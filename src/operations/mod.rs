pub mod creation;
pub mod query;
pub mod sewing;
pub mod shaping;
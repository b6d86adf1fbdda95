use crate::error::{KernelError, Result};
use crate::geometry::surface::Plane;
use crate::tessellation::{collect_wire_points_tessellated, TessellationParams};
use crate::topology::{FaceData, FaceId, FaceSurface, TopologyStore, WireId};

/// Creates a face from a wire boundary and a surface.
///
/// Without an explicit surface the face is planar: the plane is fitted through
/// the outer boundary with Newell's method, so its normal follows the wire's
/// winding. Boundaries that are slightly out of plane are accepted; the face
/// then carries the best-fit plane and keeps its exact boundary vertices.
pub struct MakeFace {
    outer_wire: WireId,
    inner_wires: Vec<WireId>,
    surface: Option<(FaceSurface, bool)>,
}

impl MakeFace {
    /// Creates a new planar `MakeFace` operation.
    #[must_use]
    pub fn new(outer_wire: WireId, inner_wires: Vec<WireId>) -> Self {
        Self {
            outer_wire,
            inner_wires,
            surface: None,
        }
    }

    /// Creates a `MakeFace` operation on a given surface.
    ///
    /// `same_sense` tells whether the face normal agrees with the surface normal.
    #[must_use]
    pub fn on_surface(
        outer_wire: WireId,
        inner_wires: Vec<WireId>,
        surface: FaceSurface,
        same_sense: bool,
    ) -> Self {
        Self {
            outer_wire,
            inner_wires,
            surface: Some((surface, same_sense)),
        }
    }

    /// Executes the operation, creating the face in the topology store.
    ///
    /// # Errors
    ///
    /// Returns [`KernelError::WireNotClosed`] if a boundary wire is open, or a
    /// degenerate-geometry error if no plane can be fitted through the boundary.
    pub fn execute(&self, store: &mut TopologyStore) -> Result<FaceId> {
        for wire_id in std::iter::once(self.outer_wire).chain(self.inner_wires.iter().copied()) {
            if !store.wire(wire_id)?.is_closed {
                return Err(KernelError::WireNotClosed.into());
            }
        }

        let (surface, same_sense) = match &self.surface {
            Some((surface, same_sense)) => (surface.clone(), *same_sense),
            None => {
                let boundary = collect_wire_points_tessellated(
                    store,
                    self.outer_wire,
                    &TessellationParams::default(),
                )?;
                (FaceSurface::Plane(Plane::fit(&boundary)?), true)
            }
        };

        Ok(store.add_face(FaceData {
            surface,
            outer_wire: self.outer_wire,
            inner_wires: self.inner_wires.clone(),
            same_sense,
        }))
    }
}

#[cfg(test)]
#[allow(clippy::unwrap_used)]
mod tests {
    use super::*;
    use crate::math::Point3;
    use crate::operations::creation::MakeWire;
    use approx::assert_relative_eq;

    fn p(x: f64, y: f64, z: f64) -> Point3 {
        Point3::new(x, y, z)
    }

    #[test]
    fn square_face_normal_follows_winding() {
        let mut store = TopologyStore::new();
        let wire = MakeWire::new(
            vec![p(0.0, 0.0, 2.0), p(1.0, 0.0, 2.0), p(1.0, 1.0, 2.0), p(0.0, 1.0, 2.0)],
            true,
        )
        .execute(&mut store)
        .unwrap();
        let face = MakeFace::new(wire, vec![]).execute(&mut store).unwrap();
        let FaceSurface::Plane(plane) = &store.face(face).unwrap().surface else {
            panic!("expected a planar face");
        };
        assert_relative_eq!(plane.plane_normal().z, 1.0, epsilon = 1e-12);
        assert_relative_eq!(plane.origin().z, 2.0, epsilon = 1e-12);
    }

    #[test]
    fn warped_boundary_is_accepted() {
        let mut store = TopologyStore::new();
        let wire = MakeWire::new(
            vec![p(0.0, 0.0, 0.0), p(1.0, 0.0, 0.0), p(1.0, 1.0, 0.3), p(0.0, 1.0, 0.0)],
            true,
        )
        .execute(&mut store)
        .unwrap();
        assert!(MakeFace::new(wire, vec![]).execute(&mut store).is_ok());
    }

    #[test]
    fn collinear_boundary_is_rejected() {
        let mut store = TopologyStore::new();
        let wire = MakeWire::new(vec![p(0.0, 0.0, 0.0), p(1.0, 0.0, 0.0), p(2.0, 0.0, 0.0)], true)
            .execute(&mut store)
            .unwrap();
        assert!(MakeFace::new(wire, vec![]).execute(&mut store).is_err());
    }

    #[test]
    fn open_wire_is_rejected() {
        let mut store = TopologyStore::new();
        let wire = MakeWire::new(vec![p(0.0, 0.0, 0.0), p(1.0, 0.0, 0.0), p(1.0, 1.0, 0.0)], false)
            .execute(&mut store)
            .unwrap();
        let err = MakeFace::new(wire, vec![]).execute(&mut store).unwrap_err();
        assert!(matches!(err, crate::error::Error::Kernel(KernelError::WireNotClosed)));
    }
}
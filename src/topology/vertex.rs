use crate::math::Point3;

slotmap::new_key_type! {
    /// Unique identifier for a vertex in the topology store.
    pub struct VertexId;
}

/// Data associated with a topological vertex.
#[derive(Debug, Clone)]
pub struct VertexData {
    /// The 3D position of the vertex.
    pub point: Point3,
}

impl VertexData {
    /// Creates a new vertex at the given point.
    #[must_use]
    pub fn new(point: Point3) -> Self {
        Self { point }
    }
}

....

Problem description:
Whenever the word "creation" shows up in a line of the entries, list that line.

Answer for this exercise:
pub mod creation;
    use crate::operations::creation::MakeWire;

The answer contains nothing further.